What you should do
What number of lines in the records below hold the word "struct"? Give that number alone.

Extracted information

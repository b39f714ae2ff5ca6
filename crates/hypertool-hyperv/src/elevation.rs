//! Elevated helper for host-wide actions (restarting the Host Network
//! Service).
//!
//! The unelevated process relaunches its own executable through the UAC
//! prompt with an action flag; the elevated instance runs only
//! [`ElevationHelper::run_privileged_action`] and reports through its exit
//! code.

use crate::error::{HyperVError, HyperVErrorKind, HyperVResult};
use crate::powershell::{classify_failure, PsRunner, PsScripts};
use crate::types::ElevationOutcome;
use log::{error, info, warn};
use serde::{Deserialize, Serialize};
use std::path::Path;
use tokio_util::sync::CancellationToken;

/// Win32 `ERROR_CANCELLED`, raised when the UAC prompt is dismissed.
const ERROR_CANCELLED: &str = "1223";

/// A host-wide action that needs an elevated process.
#[derive(Debug, Clone, Copy, PartialEq, Eq)]
pub enum PrivilegedAction {
    RestartHns,
}

impl PrivilegedAction {
    pub const ALL: [PrivilegedAction; 1] = [PrivilegedAction::RestartHns];

    /// Command-line flag the elevated instance is started with.
    pub fn flag(&self) -> &'static str {
        match self {
            Self::RestartHns => "--restart-hns",
        }
    }

    fn script(&self) -> &'static str {
        match self {
            Self::RestartHns => "Restart-Service -Name hns -Force -ErrorAction Stop",
        }
    }

    pub fn description(&self) -> &'static str {
        match self {
            Self::RestartHns => "HNS restart",
        }
    }

    /// The action requested by a command line, if any (flags compare
    /// ignoring case).
    pub fn from_args<I, S>(args: I) -> Option<Self>
    where
        I: IntoIterator<Item = S>,
        S: AsRef<str>,
    {
        args.into_iter().find_map(|arg| {
            Self::ALL
                .iter()
                .copied()
                .find(|a| a.flag().eq_ignore_ascii_case(arg.as_ref()))
        })
    }
}

/// Host Network Service restart policy.
#[derive(Debug, Clone, Copy, PartialEq, Eq, Serialize, Deserialize)]
#[serde(rename_all = "camelCase", default)]
pub struct HnsSettings {
    pub enabled: bool,
    pub auto_restart_after_default_switch: bool,
    pub auto_restart_after_any_connect: bool,
}

impl Default for HnsSettings {
    fn default() -> Self {
        Self {
            enabled: true,
            auto_restart_after_default_switch: true,
            auto_restart_after_any_connect: false,
        }
    }
}

/// Whether connecting to `connected_switch` should be followed by an
/// HNS restart.
pub fn should_restart_hns_after_connect(
    settings: &HnsSettings,
    connected_switch: &str,
    default_switch: &str,
) -> bool {
    if !settings.enabled {
        return false;
    }
    if settings.auto_restart_after_any_connect {
        return true;
    }
    settings.auto_restart_after_default_switch
        && connected_switch
            .trim()
            .eq_ignore_ascii_case(default_switch.trim())
}

pub struct ElevationHelper;

impl ElevationHelper {
    /// Relaunch `exe_path` elevated with the action's flag and wait for it.
    ///
    /// A declined prompt is `ElevationDeclined`; a helper that ran but
    /// failed yields an unsuccessful outcome carrying its exit code.
    pub async fn run_elevated(
        ps: &dyn PsRunner,
        exe_path: &Path,
        action: PrivilegedAction,
        cancel: &CancellationToken,
    ) -> HyperVResult<ElevationOutcome> {
        let exe = exe_path.to_string_lossy();
        if exe.trim().is_empty() {
            return Err(HyperVError::invalid_argument(
                "Path of the current executable could not be determined",
            ));
        }
        info!("Requesting elevation for {} via '{}'", action.description(), exe);
        let script = format!(
            "$p = Start-Process -FilePath {} -ArgumentList {} -Verb RunAs -Wait -PassThru -WindowStyle Hidden\nexit $p.ExitCode",
            PsScripts::quote(&exe),
            PsScripts::quote(action.flag())
        );
        let output = ps.run(&script, cancel).await?;

        if output.success() {
            info!("Elevated {} succeeded", action.description());
            return Ok(ElevationOutcome::succeeded(format!(
                "{} succeeded",
                action.description()
            )));
        }

        let diagnostic = output.diagnostic().to_lowercase();
        if diagnostic.contains("canceled by the user")
            || diagnostic.contains("cancelled by the user")
            || diagnostic.contains(ERROR_CANCELLED)
        {
            return Err(HyperVError::elevation_declined());
        }
        if !output.stderr.trim().is_empty() {
            return Err(classify_failure(&output));
        }
        warn!(
            "Elevated {} helper exited with code {}",
            action.description(),
            output.exit_code
        );
        Ok(ElevationOutcome::failed(format!(
            "Elevated helper for {} exited with code {}",
            action.description(),
            output.exit_code
        )))
    }

    /// Restart the Host Network Service through an elevated helper. A
    /// declined prompt is reported as an outcome, not as an error.
    pub async fn restart_privileged_service(
        ps: &dyn PsRunner,
        exe_path: &Path,
        cancel: &CancellationToken,
    ) -> HyperVResult<ElevationOutcome> {
        match Self::run_elevated(ps, exe_path, PrivilegedAction::RestartHns, cancel).await {
            Err(e) if e.kind == HyperVErrorKind::ElevationDeclined => {
                warn!("HNS restart not performed: the elevation prompt was declined");
                Ok(ElevationOutcome::failed(
                    "The elevation prompt was declined; HNS was not restarted.",
                ))
            }
            other => other,
        }
    }

    /// Body of the elevated instance. Never fails; the outcome's
    /// [`ElevationOutcome::exit_code`] becomes the process exit code.
    pub async fn run_privileged_action(
        ps: &dyn PsRunner,
        action: PrivilegedAction,
        cancel: &CancellationToken,
    ) -> ElevationOutcome {
        info!("Running privileged action: {}", action.description());
        match ps.run_void(action.script(), cancel).await {
            Ok(()) => {
                info!("{} succeeded", action.description());
                ElevationOutcome::succeeded("OK")
            }
            Err(e) => {
                error!("{} failed: {}", action.description(), e);
                ElevationOutcome::failed(e.to_string())
            }
        }
    }
}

Solution for this problem
2